16 thoughts on “Can You Enter Canada with a Misdemeanor?

  1. Adam Peterson says:

    Hello,
    I have a misdemeanor assault charge on my record from 2009 and was wondering if I would be allowed to enter Canada on a work trip/retreat happening in October.
    Thank you in advance!

  2. I have several misdemeanor charges1 gross misdemeanor charge, currently on probation and out on bail. Can I travel to Canada

  3. My mom doesn’t have an email so I’m asking on her behalf. She has a disorderly conduct misdemeanor from 2015 but participated in a diversion program and doesn’t have any fees or anything. Can she enter?
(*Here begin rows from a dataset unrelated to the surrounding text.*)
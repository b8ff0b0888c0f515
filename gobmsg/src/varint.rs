//! Variable-length unsigned integers carry every magnitude and length prefix
//! in the format. Each byte holds seven payload bits plus a continuation bit,
//! least-significant group first; the final byte has the continuation bit
//! clear. Small magnitudes, the common case, take a single byte.
//!
//! The encoder never emits a trailing zero group, so its output is minimal.
//! The decoder accepts non-minimal encodings (a purposefully padded zero
//! group still decodes), but rejects anything that would carry more than 64
//! bits of magnitude.
//!
//! Signed elements inside packed arrays use the zigzag mapping: bit 0 says
//! whether the remaining bits should be complemented upon receipt, so small
//! negative numbers stay small on the wire.

use crate::buf::Buffer;
use crate::error::{DecodeError, EncodeError};

/// The longest possible encoding of a 64 bit magnitude: nine full groups
/// plus one final bit.
pub const MAX_LEN: usize = 10;

/// Appends `v` to the buffer. Returns the number of written bytes.
pub fn put_u64(buf: &mut Buffer, mut v: u64) -> Result<usize, EncodeError> {
    let mut tmp = [0u8; MAX_LEN];
    let mut n = 0;
    loop {
        let group = (v & 0x7f) as u8;
        v >>= 7;
        if v == 0 {
            tmp[n] = group;
            n += 1;
            break;
        }
        tmp[n] = group | 0x80;
        n += 1;
    }
    buf.reserve(n)?;
    buf.write(&tmp[..n]);
    Ok(n)
}

/// Decodes one varint from the start of `buf`. Returns the value and the
/// number of consumed bytes.
pub fn get_u64(buf: &[u8]) -> Result<(u64, usize), DecodeError> {
    let mut value = 0u64;
    for i in 0..MAX_LEN {
        let byte = match buf.get(i) {
            Some(b) => *b,
            None => {
                return Err(DecodeError::Underflow {
                    needed: i + 1,
                    available: buf.len(),
                })
            }
        };
        let group = (byte & 0x7f) as u64;
        // the tenth group may only contribute the single remaining bit
        if i == MAX_LEN - 1 && group > 1 {
            return Err(DecodeError::Varint);
        }
        value |= group << (7 * i);
        if byte & 0x80 == 0 {
            return Ok((value, i + 1));
        }
    }
    Err(DecodeError::Varint)
}

pub fn put_i64(buf: &mut Buffer, v: i64) -> Result<usize, EncodeError> {
    put_u64(buf, zigzag(v))
}

pub fn get_i64(buf: &[u8]) -> Result<(i64, usize), DecodeError> {
    get_u64(buf).map(|(u, c)| (unzigzag(u), c))
}

#[inline]
pub fn zigzag(v: i64) -> u64 {
    ((v << 1) ^ (v >> 63)) as u64
}

#[inline]
pub fn unzigzag(u: u64) -> i64 {
    ((u >> 1) as i64) ^ -((u & 1) as i64)
}
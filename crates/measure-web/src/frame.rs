use crate::overlay::CanvasOverlay;
use measure_core::Measurer;
use std::cell::{Cell, RefCell};
use std::rc::Rc;
use wasm_bindgen::closure::Closure;
use wasm_bindgen::JsCast;
use web_sys as web;

pub struct FrameContext {
    pub measurer: Rc<RefCell<Measurer>>,
    pub overlay: CanvasOverlay,
    pub frames: u64,
}

impl FrameContext {
    pub fn frame(&mut self) {
        self.measurer.borrow().render_tick(&mut self.overlay);
        self.frames += 1;
    }
}

type Tick = Rc<RefCell<Option<Closure<dyn FnMut()>>>>;

/// Drive `frame()` from requestAnimationFrame. The active flag is checked
/// before every tick; once it reads false the loop stops scheduling and
/// `running` is cleared so a later start can arm it again.
pub fn start_loop(frame_ctx: Rc<RefCell<FrameContext>>, running: Rc<Cell<bool>>) {
    if running.replace(true) {
        return;
    }
    let tick: Tick = Rc::new(RefCell::new(None));
    let tick_clone = tick.clone();
    let running_tick = running.clone();
    *tick.borrow_mut() = Some(Closure::wrap(Box::new(move || {
        let active = frame_ctx.borrow().measurer.borrow().is_active();
        if !active {
            log::info!(
                "[frame] session inactive; loop stopped after {} frames",
                frame_ctx.borrow().frames
            );
            running_tick.set(false);
            return;
        }
        frame_ctx.borrow_mut().frame();
        if !request_frame(&tick_clone) {
            running_tick.set(false);
        }
    }) as Box<dyn FnMut()>));
    if !request_frame(&tick) {
        running.set(false);
    }
}

fn request_frame(tick: &Tick) -> bool {
    let Some(w) = web::window() else {
        return false;
    };
    let slot = tick.borrow();
    let Some(closure) = slot.as_ref() else {
        return false;
    };
    w.request_animation_frame(closure.as_ref().unchecked_ref()).is_ok()
}
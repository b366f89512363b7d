//! Latest-value device tilt.
//!
//! Orientation events arrive as an unordered push stream with no backpressure.
//! Only the most recent sample is ever read, so the host simply overwrites a
//! shared cell and captures copy whatever is there at that moment.

use std::cell::Cell;
use std::rc::Rc;

/// Device tilt in degrees. Each axis is `None` on devices without the sensor.
#[derive(Clone, Copy, Debug, Default, PartialEq)]
pub struct OrientationSample {
    pub alpha: Option<f64>,
    pub beta: Option<f64>,
    pub gamma: Option<f64>,
}

impl OrientationSample {
    pub const fn new(alpha: Option<f64>, beta: Option<f64>, gamma: Option<f64>) -> Self {
        Self { alpha, beta, gamma }
    }

    /// Front-to-back tilt, treating a missing reading as level.
    #[inline]
    pub fn beta_or_zero(&self) -> f64 {
        self.beta.unwrap_or(0.0)
    }
}

/// Single-threaded latest-value cell shared between the orientation
/// subscription and the measurer.
#[derive(Clone, Debug, Default)]
pub struct OrientationCell(Rc<Cell<OrientationSample>>);

impl OrientationCell {
    pub fn new() -> Self {
        Self::default()
    }

    #[inline]
    pub fn set(&self, sample: OrientationSample) {
        self.0.set(sample);
    }

    #[inline]
    pub fn latest(&self) -> OrientationSample {
        self.0.get()
    }
}
use measure_core::{OrientationCell, OrientationSample};
use wasm_bindgen::closure::Closure;
use wasm_bindgen::{JsCast, JsValue};
use web_sys as web;

/// Subscribe `cell` to `deviceorientation`. Returns false when the browser
/// has no orientation support; tilt then stays at its default of zero.
pub fn subscribe(cell: OrientationCell) -> bool {
    let Some(window) = web::window() else {
        return false;
    };
    let supported = js_sys::Reflect::has(&window, &JsValue::from_str("DeviceOrientationEvent"))
        .unwrap_or(false);
    if !supported {
        log::info!("[orientation] no DeviceOrientationEvent; tilt factor stays constant");
        return false;
    }

    let mut logged_first = false;
    let closure = Closure::wrap(Box::new(move |ev: web::DeviceOrientationEvent| {
        let sample = OrientationSample::new(ev.alpha(), ev.beta(), ev.gamma());
        if !logged_first {
            log::info!("[orientation] first sample {:?}", sample);
            logged_first = true;
        }
        cell.set(sample);
    }) as Box<dyn FnMut(_)>);
    let attached = window
        .add_event_listener_with_callback("deviceorientation", closure.as_ref().unchecked_ref())
        .is_ok();
    closure.forget();
    attached
}
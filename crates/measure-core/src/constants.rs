// Shared measurement and overlay tuning constants used by every front-end.

// Tilt-aware scale heuristic: factor = TILT_BASE_FACTOR + |Δbeta| / TILT_DEGREES_PER_UNIT
pub const TILT_BASE_FACTOR: f64 = 2.0;
pub const TILT_DEGREES_PER_UNIT: f64 = 90.0;

// Simplified variant: constant factor applied to width-normalised pixel distance
pub const DEFAULT_FIXED_FACTOR: f64 = 2.0;

// Click demo variant: screen pixels per meter
pub const DEFAULT_PIXELS_PER_METER: f64 = 200.0;

// Smallest surface width used as a divisor (pixels)
pub const MIN_SURFACE_WIDTH: f64 = 1.0;

// Points held by a session before the measurement is published
pub const MAX_POINTS: usize = 2;

// Overlay sizing (pixels)
pub const CROSSHAIR_HALF_LENGTH: f64 = 20.0; // arm length from centre
pub const MARKER_RADIUS: f64 = 6.0;
pub const LINE_WIDTH: f64 = 2.0;

// Overlay colours (CSS syntax, consumed by Canvas2D hosts)
pub const CROSSHAIR_COLOR: &str = "rgba(255, 255, 255, 0.9)";
pub const MARKER_COLOR: &str = "#ff3b30";
pub const LINE_COLOR: &str = "#ffcc00";

// Readout
pub const METERS_UNIT: &str = "m";
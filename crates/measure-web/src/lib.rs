#![cfg(target_arch = "wasm32")]
use measure_core::{Measurer, MeasurerConfig, OrientationCell, SurfaceSize};
use std::cell::{Cell, RefCell};
use std::rc::Rc;
use wasm_bindgen::prelude::*;
use wasm_bindgen::JsCast;
use web_sys as web;

mod camera;
mod constants;
mod dom;
mod events;
mod frame;
mod input;
mod orientation;
mod overlay;

use constants::{CANVAS_ID, VIDEO_ID};

#[wasm_bindgen(start)]
pub fn start() -> Result<(), JsValue> {
    console_error_panic_hook::set_once();
    console_log::init_with_level(log::Level::Info).ok();
    log::info!("measure-web starting");

    if let Err(e) = init() {
        log::error!("init error: {:?}", e);
    }
    Ok(())
}

fn load_config() -> MeasurerConfig {
    let (variant, capture) = dom::query_config_names();
    match MeasurerConfig::from_names(variant.as_deref(), capture.as_deref()) {
        Ok(cfg) => cfg,
        Err(e) => {
            log::warn!("[config] {}; using defaults", e);
            MeasurerConfig::default()
        }
    }
}

fn init() -> anyhow::Result<()> {
    let document = dom::window_document().ok_or_else(|| anyhow::anyhow!("no document"))?;
    let canvas: web::HtmlCanvasElement = dom::element_by_id(&document, CANVAS_ID)?;
    let video: web::HtmlVideoElement = dom::element_by_id(&document, VIDEO_ID)?;

    let ctx = canvas
        .get_context("2d")
        .map_err(|e| anyhow::anyhow!("{:?}", e))?
        .ok_or_else(|| anyhow::anyhow!("no 2d context"))?
        .dyn_into::<web::CanvasRenderingContext2d>()
        .map_err(|e| anyhow::anyhow!("{:?}", e))?;

    let (width, height) = dom::sync_canvas_to_viewport(&canvas).unwrap_or((1, 1));
    let orientation_cell = OrientationCell::new();
    orientation::subscribe(orientation_cell.clone());

    let measurer = Rc::new(RefCell::new(Measurer::new(
        load_config(),
        orientation_cell,
        SurfaceSize::new(width as f64, height as f64),
    )));
    let frame_ctx = Rc::new(RefCell::new(frame::FrameContext {
        measurer: measurer.clone(),
        overlay: overlay::CanvasOverlay::new(ctx),
        frames: 0,
    }));

    events::wire_all(events::Wiring {
        document,
        canvas,
        measurer,
        camera: Rc::new(camera::BrowserCamera::new(video)),
        frame_ctx,
        loop_running: Rc::new(Cell::new(false)),
    });
    Ok(())
}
  4. I have two DUIs one from about 8 years ago, the other about 7 years ago. Are there any steps I need to take to cross the Canadian border? Obviously this is ignoring all the COVID stuff

  5. a friend of mine wants to come to visit canada after covid is over, she has as she puts it a charge that was dropped to mistaminor burglary. would she be allowed to come visit it was over 6 years old.

    • Hi Dawn,

      She would be considered inadmissible with a ‘burglary’ offence, if she’d like to visit she would first have to apply for an approval to overcome her inadmissibility. If she has any interest, she can feel free to reach out to my office for a more thorough consultation: (204) 488-6350 or info@bordercrossing.ca

  6. Toni Berghoff says:

    Hello, I have 3 speeding tickets. Most recent one was March 2020. All paid for instantly. Just curious if it would be possible to travel to Canada for my birthday in November?

    • If all 3 infractions were called ‘speeding’ then they should not prevent you from being able to enter Canada. Please be advised that there are restrictions on non-essential travel currently and you should look into whether or not they have been lifted before trying to travel.

  7. If someone has a charge of criminal damage to property (despite it being their own property), but someone accused them of breaking something that belonged to them, called the police, and the person accused just ended up paying a fine, as that was cheaper than an attorney, would that be a reason to not be able to visit Canada? This occurred in 2009.

  8. In February 2016 I was arrested for an DUI and later received a CWOF. All classes and fees have been paid and probation ended February 2017. Would I be able to visit Canada without being turned away, or would this still be considered up to whoever is at the border? And is there a difference whether driving across or flying into? I personally would not be driving, as I still have not decided to reinstate my license since the incident.